Kobe – Economy of movement

Kevin Dunn is the man behind the project Kobe. A man who is, according to his bio, active in the underground ‘experimental’ music scene for years. He joined the band Loretta’s Doll in 1991, and studied martial drumming for quite some time. He also founded the label Middle Pillar Records.
Martial percussion is the keyword concerning Kobe’s music; but it’s not alike the regular drumming present in most martial industrial. Instead, Kobe is heavily influenced by Japanese culture (hence the name Kobe) and especially the country’s Taiko/ Kodo drumming.

All songs on ‘Economy of movement’ are strongly percussive. The music is -I guess deliberately- unbalanced because the background ambience evolves around the Taiko (or Kodo?) drumming. I’m unfamiliar with the drumming genre, but I guess Dunn did some effort to give the album a more industrial feel. So the feeling that this music evokes is not purely a traditional, ethnic feel, moreover an industrial one. However, it’s not akin to the martial, industrial slow drumming of Der Blutharsch, for example. But raging and fast, and more tribal then the mentioned band. A lot reminds me of the famous ‘Ars Moriendi’ cd of Cold Meat Industry’s Memorandum.

To cast my judgement: the album is very strong. Kevin Dunn drums so tight, it is as if there is a drumcomputer or drumsynth involved. But I guess this is all the art of Dunn. The beatings are fast, intense, heavy raging battle drums, a little flat and synthetic, but really powerful.
The melodies are minimal as well.
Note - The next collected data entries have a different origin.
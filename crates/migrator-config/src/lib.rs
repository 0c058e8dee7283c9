// migrator-config/src/lib.rs
// ============================================================================
// Module: Migrator Config Library
// Description: Canonical config model and fail-closed validation.
// Purpose: Single source of truth for migrator.toml semantics.
// Dependencies: migrator-core, serde, toml
// ============================================================================

//! ## Overview
//! `migrator-config` defines the canonical configuration model for the
//! migration engine: source/target connection strings, batch sizing,
//! output mode, checkpointing, routine handling, and fingerprint sampling.
//! It provides strict, fail-closed loading with `MIGRATOR_*` environment
//! variable overrides.

// ============================================================================
// SECTION: Modules
// ============================================================================

pub mod config;

// ============================================================================
// SECTION: Re-Exports
// ============================================================================

pub use config::BATCH_SIZE_ENV_VAR;
pub use config::BatchConfig;
pub use config::CONFIG_ENV_VAR;
pub use config::ConfigError;
pub use config::MASTER_KEY_ENV_VAR;
pub use config::MigrationConfig;
pub use config::OutputConfig;
pub use config::OutputMode;
pub use config::RoutinesMode;
pub use config::SOURCE_ENV_VAR;
pub use config::SamplingConfig;
pub use config::TARGET_ENV_VAR;
pub use config::master_key;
The music accompanying the drumming is sometimes almost absent, sometimes there are repetitive layers or atmospherics added. Even the background noises seem to rhythmically assist the percussive intensity.

People into fast rhythms and who are unafraid of a little ethnic experiment, should definately get their hands on ‘Economy of movement’. But those who like slow evolving ambient/ industrial, with moody, slow beatings: this album is not for them.